---- Records provided

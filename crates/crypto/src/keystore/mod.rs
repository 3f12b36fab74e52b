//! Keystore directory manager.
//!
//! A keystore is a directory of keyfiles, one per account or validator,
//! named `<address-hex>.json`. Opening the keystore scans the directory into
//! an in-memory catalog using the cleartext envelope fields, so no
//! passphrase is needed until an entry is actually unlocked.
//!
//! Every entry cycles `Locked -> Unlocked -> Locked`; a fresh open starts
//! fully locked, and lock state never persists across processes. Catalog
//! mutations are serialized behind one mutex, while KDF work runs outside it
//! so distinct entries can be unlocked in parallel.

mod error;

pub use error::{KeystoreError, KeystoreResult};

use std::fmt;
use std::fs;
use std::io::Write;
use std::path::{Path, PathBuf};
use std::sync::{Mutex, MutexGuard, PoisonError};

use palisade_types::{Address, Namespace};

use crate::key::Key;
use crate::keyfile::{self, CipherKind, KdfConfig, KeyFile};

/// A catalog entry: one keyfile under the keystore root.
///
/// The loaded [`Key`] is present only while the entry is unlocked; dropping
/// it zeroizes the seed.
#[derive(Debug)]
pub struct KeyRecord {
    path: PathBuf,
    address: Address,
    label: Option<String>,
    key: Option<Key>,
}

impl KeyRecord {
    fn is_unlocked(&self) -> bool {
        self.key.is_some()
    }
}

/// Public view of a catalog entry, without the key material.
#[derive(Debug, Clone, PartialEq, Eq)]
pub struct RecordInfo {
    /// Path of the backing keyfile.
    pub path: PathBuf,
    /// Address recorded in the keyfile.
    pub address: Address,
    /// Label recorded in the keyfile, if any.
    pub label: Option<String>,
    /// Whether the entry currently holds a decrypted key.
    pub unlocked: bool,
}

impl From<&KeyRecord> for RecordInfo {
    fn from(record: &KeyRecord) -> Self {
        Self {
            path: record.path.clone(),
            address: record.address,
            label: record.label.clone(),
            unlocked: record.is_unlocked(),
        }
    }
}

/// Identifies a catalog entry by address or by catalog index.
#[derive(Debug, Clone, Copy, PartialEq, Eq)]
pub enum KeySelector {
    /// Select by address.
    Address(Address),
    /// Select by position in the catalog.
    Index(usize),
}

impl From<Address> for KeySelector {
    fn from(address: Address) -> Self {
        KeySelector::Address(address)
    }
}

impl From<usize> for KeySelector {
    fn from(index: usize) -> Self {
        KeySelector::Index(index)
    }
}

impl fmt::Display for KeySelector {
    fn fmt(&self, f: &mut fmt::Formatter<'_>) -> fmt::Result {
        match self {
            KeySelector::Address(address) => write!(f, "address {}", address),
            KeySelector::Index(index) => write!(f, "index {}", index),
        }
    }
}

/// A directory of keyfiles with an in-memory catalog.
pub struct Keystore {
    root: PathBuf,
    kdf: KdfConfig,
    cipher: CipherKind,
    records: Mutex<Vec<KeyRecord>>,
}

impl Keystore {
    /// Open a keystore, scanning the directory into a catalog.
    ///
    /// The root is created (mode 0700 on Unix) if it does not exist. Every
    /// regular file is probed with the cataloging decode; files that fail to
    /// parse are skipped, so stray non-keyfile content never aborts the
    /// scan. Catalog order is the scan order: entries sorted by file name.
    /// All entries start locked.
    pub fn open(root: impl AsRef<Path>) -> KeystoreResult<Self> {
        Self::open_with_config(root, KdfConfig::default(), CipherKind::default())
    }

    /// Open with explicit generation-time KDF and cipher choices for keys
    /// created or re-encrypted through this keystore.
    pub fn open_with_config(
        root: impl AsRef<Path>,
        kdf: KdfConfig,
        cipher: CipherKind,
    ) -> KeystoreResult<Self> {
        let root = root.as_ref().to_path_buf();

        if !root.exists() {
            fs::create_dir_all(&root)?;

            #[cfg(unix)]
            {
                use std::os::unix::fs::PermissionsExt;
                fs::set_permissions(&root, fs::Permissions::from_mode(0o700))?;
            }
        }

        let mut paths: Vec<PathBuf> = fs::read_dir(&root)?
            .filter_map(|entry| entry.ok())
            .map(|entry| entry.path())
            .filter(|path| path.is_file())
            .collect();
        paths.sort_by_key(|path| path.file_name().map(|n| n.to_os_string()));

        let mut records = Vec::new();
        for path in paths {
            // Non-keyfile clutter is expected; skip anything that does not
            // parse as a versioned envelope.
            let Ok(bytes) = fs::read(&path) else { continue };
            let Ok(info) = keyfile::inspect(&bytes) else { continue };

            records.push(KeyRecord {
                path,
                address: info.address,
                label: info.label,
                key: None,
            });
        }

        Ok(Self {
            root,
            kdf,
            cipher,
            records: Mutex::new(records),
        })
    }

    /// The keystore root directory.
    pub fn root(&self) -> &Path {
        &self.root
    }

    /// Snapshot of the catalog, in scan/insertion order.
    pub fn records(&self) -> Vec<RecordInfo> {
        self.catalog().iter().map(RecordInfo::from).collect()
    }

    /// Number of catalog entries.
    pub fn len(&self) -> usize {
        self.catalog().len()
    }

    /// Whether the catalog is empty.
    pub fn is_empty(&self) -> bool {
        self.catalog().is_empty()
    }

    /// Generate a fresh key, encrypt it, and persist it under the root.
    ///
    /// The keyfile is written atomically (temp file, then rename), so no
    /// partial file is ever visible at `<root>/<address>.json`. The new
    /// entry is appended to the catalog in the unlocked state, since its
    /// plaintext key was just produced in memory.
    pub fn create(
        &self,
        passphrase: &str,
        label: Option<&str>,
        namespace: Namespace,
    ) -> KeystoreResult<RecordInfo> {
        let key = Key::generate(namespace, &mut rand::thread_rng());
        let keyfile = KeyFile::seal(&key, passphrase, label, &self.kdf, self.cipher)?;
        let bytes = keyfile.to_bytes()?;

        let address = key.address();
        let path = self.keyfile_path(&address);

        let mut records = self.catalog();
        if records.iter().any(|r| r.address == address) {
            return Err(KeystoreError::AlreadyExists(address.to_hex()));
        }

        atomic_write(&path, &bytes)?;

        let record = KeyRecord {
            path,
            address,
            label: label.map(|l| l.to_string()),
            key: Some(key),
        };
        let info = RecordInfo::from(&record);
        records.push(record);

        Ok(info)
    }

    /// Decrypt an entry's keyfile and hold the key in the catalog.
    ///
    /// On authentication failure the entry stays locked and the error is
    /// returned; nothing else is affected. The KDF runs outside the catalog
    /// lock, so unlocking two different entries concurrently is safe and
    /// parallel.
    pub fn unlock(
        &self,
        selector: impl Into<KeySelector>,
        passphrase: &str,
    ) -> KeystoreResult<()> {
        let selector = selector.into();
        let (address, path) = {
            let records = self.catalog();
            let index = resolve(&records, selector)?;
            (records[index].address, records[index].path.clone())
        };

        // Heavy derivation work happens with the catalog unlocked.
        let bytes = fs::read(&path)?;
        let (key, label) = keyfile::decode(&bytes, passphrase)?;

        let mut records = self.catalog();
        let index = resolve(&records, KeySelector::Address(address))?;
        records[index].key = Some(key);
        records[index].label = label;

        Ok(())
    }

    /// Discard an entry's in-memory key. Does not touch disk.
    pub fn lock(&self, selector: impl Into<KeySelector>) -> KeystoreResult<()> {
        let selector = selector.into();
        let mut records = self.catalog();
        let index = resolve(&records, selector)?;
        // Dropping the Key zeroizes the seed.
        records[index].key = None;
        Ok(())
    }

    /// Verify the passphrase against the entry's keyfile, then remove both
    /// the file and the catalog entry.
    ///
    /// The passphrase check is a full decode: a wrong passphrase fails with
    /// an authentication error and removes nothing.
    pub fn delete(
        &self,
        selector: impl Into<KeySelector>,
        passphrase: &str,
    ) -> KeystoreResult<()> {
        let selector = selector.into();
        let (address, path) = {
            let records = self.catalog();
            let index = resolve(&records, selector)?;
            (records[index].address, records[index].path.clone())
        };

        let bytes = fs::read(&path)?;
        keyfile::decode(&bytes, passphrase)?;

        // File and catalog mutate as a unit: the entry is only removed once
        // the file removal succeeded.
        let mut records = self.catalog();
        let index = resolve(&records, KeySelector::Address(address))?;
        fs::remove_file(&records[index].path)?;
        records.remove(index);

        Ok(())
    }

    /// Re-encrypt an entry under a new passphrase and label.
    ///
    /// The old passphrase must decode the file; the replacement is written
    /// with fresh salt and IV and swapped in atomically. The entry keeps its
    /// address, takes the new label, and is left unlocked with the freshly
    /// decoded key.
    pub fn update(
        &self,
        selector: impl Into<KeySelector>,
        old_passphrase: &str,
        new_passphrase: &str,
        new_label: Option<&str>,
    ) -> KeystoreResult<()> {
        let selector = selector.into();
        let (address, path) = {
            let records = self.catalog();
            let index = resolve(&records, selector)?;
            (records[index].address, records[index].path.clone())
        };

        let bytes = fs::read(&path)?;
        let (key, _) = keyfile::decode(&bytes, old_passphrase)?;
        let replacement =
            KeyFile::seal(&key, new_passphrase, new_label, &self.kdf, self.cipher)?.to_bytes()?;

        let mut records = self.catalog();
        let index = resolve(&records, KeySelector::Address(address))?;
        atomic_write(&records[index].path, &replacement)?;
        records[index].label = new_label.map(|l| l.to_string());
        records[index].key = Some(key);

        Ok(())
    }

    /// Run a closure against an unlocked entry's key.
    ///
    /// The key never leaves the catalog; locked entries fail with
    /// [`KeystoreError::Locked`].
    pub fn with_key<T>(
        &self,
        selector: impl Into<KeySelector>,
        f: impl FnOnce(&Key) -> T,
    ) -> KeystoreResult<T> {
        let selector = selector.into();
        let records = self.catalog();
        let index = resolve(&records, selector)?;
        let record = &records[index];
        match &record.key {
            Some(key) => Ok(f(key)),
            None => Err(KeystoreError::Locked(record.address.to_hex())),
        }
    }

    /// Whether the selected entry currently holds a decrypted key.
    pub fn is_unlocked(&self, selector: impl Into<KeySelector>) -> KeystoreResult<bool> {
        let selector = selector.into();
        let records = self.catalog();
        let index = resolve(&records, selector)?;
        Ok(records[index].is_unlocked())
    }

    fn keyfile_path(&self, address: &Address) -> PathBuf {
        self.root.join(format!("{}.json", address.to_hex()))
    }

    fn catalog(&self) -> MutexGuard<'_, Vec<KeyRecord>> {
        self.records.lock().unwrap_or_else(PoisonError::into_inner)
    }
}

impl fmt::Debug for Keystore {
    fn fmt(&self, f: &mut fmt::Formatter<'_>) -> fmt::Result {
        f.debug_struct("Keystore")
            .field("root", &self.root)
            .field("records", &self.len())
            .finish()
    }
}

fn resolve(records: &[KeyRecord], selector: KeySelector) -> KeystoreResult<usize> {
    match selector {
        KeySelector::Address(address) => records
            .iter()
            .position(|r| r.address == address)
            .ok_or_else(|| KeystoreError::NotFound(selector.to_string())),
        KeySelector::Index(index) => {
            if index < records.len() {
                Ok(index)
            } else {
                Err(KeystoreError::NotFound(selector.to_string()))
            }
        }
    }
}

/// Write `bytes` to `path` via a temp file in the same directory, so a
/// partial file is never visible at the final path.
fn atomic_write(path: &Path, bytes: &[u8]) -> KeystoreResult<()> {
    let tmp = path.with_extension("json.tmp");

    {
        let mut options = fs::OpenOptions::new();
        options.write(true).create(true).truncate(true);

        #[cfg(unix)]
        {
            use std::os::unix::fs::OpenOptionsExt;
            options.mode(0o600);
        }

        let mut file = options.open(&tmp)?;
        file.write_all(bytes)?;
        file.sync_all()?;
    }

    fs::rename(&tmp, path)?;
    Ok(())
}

--------

Find the lines in the entries above where "PoisonError" occurs, and copy each of them.

**Response for this exercise:**
use std::sync::{Mutex, MutexGuard, PoisonError};
        self.records.lock().unwrap_or_else(PoisonError::into_inner)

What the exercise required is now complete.